Il convient avant toute chose de féliciter le vaillant peuple burkinabé qui vient à la suite d’une haute lutte et en payant un prix fort de débarquer l’un des dictateurs africains trentenaire au pouvoir.

Qui douterait encore qu’un soulèvement populaire est une bombe humaine en déflagration ? Au pays des hommes intègres un baobab est tombé sans bruit. Et des images que nous avons vues de ce peuple qui crie « morte la bête, adieu le venin » se dégagent une symbolique forte et une poésie riche de promesses.

La perspicacité de ce peuple suscite en effet un réel espoir pour les autres peuples qui aspirent à des changements similaires pouvant conduire vers une démocratie véritable.

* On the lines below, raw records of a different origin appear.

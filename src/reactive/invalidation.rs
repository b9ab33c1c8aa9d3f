use std::sync::atomic::{AtomicBool, Ordering};

use bitflags::bitflags;

bitflags! {
    /// Flags indicating what aspects of rendering need to be updated
    #[derive(Clone, Copy, Debug, PartialEq, Eq)]
    pub struct ChangeFlags: u8 {
        /// Widget needs layout recalculation (size/position may change)
        const NEEDS_LAYOUT = 0b01;
        /// Widget needs repainting (visual appearance changed)
        const NEEDS_PAINT  = 0b10;
    }
}

impl Default for ChangeFlags {
    fn default() -> Self {
        Self::empty()
    }
}

/// Global flag to indicate a frame is requested
static FRAME_REQUESTED: AtomicBool = AtomicBool::new(false);

/// Request that the frame host produce a new frame
pub fn request_frame() {
    FRAME_REQUESTED.store(true, Ordering::Relaxed);
}

/// Check if a frame has been requested and clear the flag
pub fn take_frame_request() -> bool {
    FRAME_REQUESTED.swap(false, Ordering::Relaxed)
}

#[cfg(test)]
mod tests {
    use super::*;

    #[test]
    fn test_change_flags_combine() {
        let mut flags = ChangeFlags::default();
        assert!(flags.is_empty());

        flags |= ChangeFlags::NEEDS_PAINT;
        assert!(flags.contains(ChangeFlags::NEEDS_PAINT));
        assert!(!flags.contains(ChangeFlags::NEEDS_LAYOUT));

        flags |= ChangeFlags::NEEDS_LAYOUT;
        assert_eq!(flags, ChangeFlags::all());
    }

    #[test]
    fn test_request_is_observed() {
        request_frame();
        assert!(take_frame_request());
    }
}
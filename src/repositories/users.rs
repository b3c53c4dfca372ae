// src/repositories/users.rs

use sqlx::PgPool;

use crate::models::user::User;

pub async fn create(
    pool: &PgPool,
    username: &str,
    email: &str,
    password_hash: &str,
) -> Result<User, sqlx::Error> {
    sqlx::query_as::<_, User>(
        r#"
        INSERT INTO users (username, email, password)
        VALUES ($1, $2, $3)
        RETURNING id, username, email, password, created_at
        "#,
    )
    .bind(username)
    .bind(email)
    .bind(password_hash)
    .fetch_one(pool)
    .await
}

pub async fn find_by_username(pool: &PgPool, username: &str) -> Result<Option<User>, sqlx::Error> {
    sqlx::query_as::<_, User>(
        "SELECT id, username, email, password, created_at FROM users WHERE username = $1",
    )
    .bind(username)
    .fetch_optional(pool)
    .await
}

pub async fn find_by_id(pool: &PgPool, id: i64) -> Result<Option<User>, sqlx::Error> {
    sqlx::query_as::<_, User>(
        "SELECT id, username, email, password, created_at FROM users WHERE id = $1",
    )
    .bind(id)
    .fetch_optional(pool)
    .await
}
use argon2::{
    Argon2,
    password_hash::{PasswordHash, PasswordHasher, PasswordVerifier, SaltString, rand_core::OsRng},
};
use crate::error::AppError;

pub fn hash_password(password: &str) -> Result<String, AppError> {
    let salt = SaltString::generate(&mut OsRng);

    let password_hash = Argon2::default()
        .hash_password(password.as_bytes(), &salt)
        .map_err(|e| AppError::InternalServerError(e.to_string()))?
        .to_string();

    Ok(password_hash)
}

/// Returns `Ok(false)` on a mismatch; only a malformed stored hash is an error.
pub fn verify_password(password: &str, password_hash: &str) -> Result<bool, AppError> {
    let parsed_hash = PasswordHash::new(password_hash)
        .map_err(|e| AppError::InternalServerError(e.to_string()))?;

    Ok(Argon2::default()
        .verify_password(password.as_bytes(), &parsed_hash)
        .is_ok())
}

#[cfg(test)]
mod tests {
    use super::*;

    #[test]
    fn hash_then_verify() {
        let hash = hash_password("correct horse").unwrap();
        assert_ne!(hash, "correct horse");
        assert!(verify_password("correct horse", &hash).unwrap());
        assert!(!verify_password("battery staple", &hash).unwrap());
    }

    #[test]
    fn malformed_hash_is_an_error() {
        assert!(verify_password("anything", "plaintext").is_err());
    }
}
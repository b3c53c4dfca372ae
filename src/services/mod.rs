// src/services/mod.rs

pub mod quiz_session;
pub mod scoring;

Le peuple burkinabé vient non seulement de nous donner une leçon de courage politique mais il vient surtout d’écrire dans le livre d’or de l’Afrique un nouveau théorème intitulé « Théorème de Blaise COMPAORE », dont l’énoncé est le suivant :

 

« Lorsque l’on veut se maintenir au pouvoir à tout prix, y compris par la manipulation de la loi fondamentale (constitution), un peuple déterminé et qui s’y oppose finit par faire vaciller le sordide projet ».

 

Ce qui vient de se passer au BURKINA FASSO présente à plusieurs égards notamment au niveau de la dictature au pouvoir, de nombreuses similitudes avec la situation politique dans d’autres pays africains et en particulier au CONGO.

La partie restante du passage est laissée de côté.